▸ Work to be completed
How many lines in the data below include the word "then"? State the number alone.

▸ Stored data

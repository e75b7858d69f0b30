// End-to-end handshakes over real TCP sockets on the loopback interface.

use std::time::Duration;

use dhexcore::kex::{modp_group_2048, DhParams};
use dhexcore::session::SessionConfig;
use dhexcore::BigUint;
use dhexwire::{Client, ClientConfig, DhexWireError, HandshakeOutcome, Server, ServerConfig};

fn fast_session_config() -> SessionConfig {
    SessionConfig {
        private_key_bits: 128,
        min_prime_bits: 16,
    }
}

fn fast_params() -> DhParams {
    DhParams::new(
        BigUint::from(5u32),
        BigUint::from(18_446_744_073_709_551_557u64),
    )
}

/// Bind a server on an ephemeral port and run it in the background.
async fn spawn_server(mut config: ServerConfig) -> std::net::SocketAddr {
    config.port = 0;
    let server = Server::bind(config).await.unwrap();
    let addr = server.local_addr().unwrap();
    tokio::spawn(server.run());
    addr
}

#[tokio::test]
async fn full_handshake_over_tcp() {
    let mut server_config = ServerConfig::new(0, fast_params());
    server_config.session = fast_session_config();
    let addr = spawn_server(server_config).await;

    let mut client_config = ClientConfig::new("127.0.0.1", addr.port(), "student42");
    client_config.session = fast_session_config();

    match Client::new(client_config).run().await.unwrap() {
        HandshakeOutcome::Established(session) => {
            assert_eq!(session.params.generator, BigUint::from(5u32));
            assert!(session.shared_secret > BigUint::from(0u32));
        }
        HandshakeOutcome::Busy => panic!("server refused an empty slot"),
    }
}

#[tokio::test]
async fn hint_determines_the_shared_secret() {
    // With a pre-assigned client exponent the test can predict the secret
    // from the server public key alone.
    let hint = BigUint::from(1_234_567_890_123u64);
    let mut server_config = ServerConfig::new(0, fast_params());
    server_config.session = fast_session_config();
    server_config.client_key_hint = Some(hint.clone());
    let addr = spawn_server(server_config).await;

    let mut client_config = ClientConfig::new("127.0.0.1", addr.port(), "student42");
    client_config.session = fast_session_config();

    match Client::new(client_config).run().await.unwrap() {
        HandshakeOutcome::Established(session) => {
            let expected_pk = session
                .params
                .generator
                .modpow(&hint, &session.params.prime);
            assert_eq!(session.client_public_key, expected_pk);
            let expected_secret = session
                .server_public_key
                .modpow(&hint, &session.params.prime);
            assert_eq!(session.shared_secret, expected_secret);
        }
        HandshakeOutcome::Busy => panic!("server refused an empty slot"),
    }
}

#[tokio::test]
async fn handshake_with_2048_bit_group() {
    let params = DhParams::new(BigUint::from(5u32), modp_group_2048());
    let server_config = ServerConfig::new(0, params);
    let addr = spawn_server(server_config).await;

    let client_config = ClientConfig::new("127.0.0.1", addr.port(), "student42");
    let outcome = Client::new(client_config).run().await.unwrap();
    assert!(matches!(outcome, HandshakeOutcome::Established(_)));
}

#[tokio::test]
async fn over_capacity_hello_gets_busy() {
    let mut server_config = ServerConfig::new(0, fast_params());
    server_config.session = fast_session_config();
    server_config.max_sessions = 0;
    let addr = spawn_server(server_config).await;

    let mut client_config = ClientConfig::new("127.0.0.1", addr.port(), "student42");
    client_config.session = fast_session_config();

    let outcome = Client::new(client_config).run().await.unwrap();
    assert!(matches!(outcome, HandshakeOutcome::Busy));
}

#[tokio::test]
async fn silent_server_times_out() {
    // A listener that accepts and then says nothing.
    let listener = tokio::net::TcpListener::bind("127.0.0.1:0").await.unwrap();
    let addr = listener.local_addr().unwrap();
    tokio::spawn(async move {
        let (stream, _) = listener.accept().await.unwrap();
        // Hold the socket open without replying.
        tokio::time::sleep(Duration::from_secs(60)).await;
        drop(stream);
    });

    let mut client_config = ClientConfig::new("127.0.0.1", addr.port(), "student42");
    client_config.session = fast_session_config();
    client_config.reply_timeout = Duration::from_millis(200);

    let err = Client::new(client_config).run().await.unwrap_err();
    assert!(matches!(err, DhexWireError::Timeout));
}

#[tokio::test]
async fn refused_connection_is_a_connection_error() {
    // Bind then drop to get a port with nothing listening.
    let listener = tokio::net::TcpListener::bind("127.0.0.1:0").await.unwrap();
    let port = listener.local_addr().unwrap().port();
    drop(listener);

    let client_config = ClientConfig::new("127.0.0.1", port, "student42");
    let err = Client::new(client_config).run().await.unwrap_err();
    assert!(matches!(err, DhexWireError::Connection(_)));
}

▸ Answer space
2